While the dismissal forecloses a published appellate ruling, the case carries meaningful signals for IP professionals and patent litigants in the apparel and wearable accessories sector. The voluntary dismissal under Federal Rule of Appellate Procedure 42(b) — with each party bearing its own costs — suggests either a negotiated resolution or a strategic withdrawal, both of which reflect patterns increasingly common in consumer product patent litigation at the appellate level.

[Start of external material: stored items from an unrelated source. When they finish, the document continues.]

//! `GET /api/mentions/generator` — produce an embeddable snapshot
//! component (or its registry manifest) for a GitHub URL.

use std::sync::Arc;

use axum::extract::{Query, State};
use axum::response::{IntoResponse, Response};
use axum::routing::get;
use axum::{Json, Router};
use serde::Deserialize;
use serde_json::json;

use crate::error::ApiError;
use crate::server::AppState;

pub fn router() -> Router<Arc<AppState>> {
    Router::new().route("/api/mentions/generator", get(generate))
}

#[derive(Debug, Deserialize)]
struct GeneratorQuery {
    url: Option<String>,
    /// Flag: when present, respond with the registry manifest only.
    registry: Option<String>,
}

async fn generate(
    State(state): State<Arc<AppState>>,
    Query(query): Query<GeneratorQuery>,
) -> Result<Response, ApiError> {
    let Some(url) = query.url.filter(|u| !u.trim().is_empty()) else {
        return Err(ApiError::BadRequest {
            message: "Missing url parameter".to_string(),
            code: Some("HTTP_ERROR"),
        });
    };

    let worker_state = state.clone();
    let worker_url = url.clone();
    let snapshot = tokio::task::spawn_blocking(move || worker_state.generator.generate(&worker_url))
        .await
        .map_err(|e| ApiError::Internal {
            message: e.to_string(),
        })?
        .map_err(|e| ApiError::from_github(&e))?;

    if query.registry.is_some() {
        return Ok(Json(snapshot.registry).into_response());
    }

    Ok(Json(json!({
        "resource": snapshot.resource,
        "registry": snapshot.registry,
        "code": snapshot.code,
        "componentName": snapshot.component_name,
        "slug": snapshot.slug,
    }))
    .into_response())
}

For patent attorneys tracking Federal Circuit dispositions, IP professionals monitoring garment accessory patent trends, and R&D teams assessing freedom-to-operate risks in wearable apparel, this case offers concise but instructive lessons.
The Parties
⚖️ Plaintiff
Identified as the patent-asserting party, likely an IP holding or assertion entity in the apparel sector, monetizing innovations through licensing or litigation.
🛡️ Defendant
Named individually, suggesting a small business operator, independent designer, or entrepreneur in the garment accessories market.
The Patent at Issue
This case involved U.S. Patent No. 8,152,591 B2, covering a garment and brassiere accessory innovation. Patents in this category typically address structural, functional, or aesthetic improvements to undergarment support systems, straps, or connective hardware.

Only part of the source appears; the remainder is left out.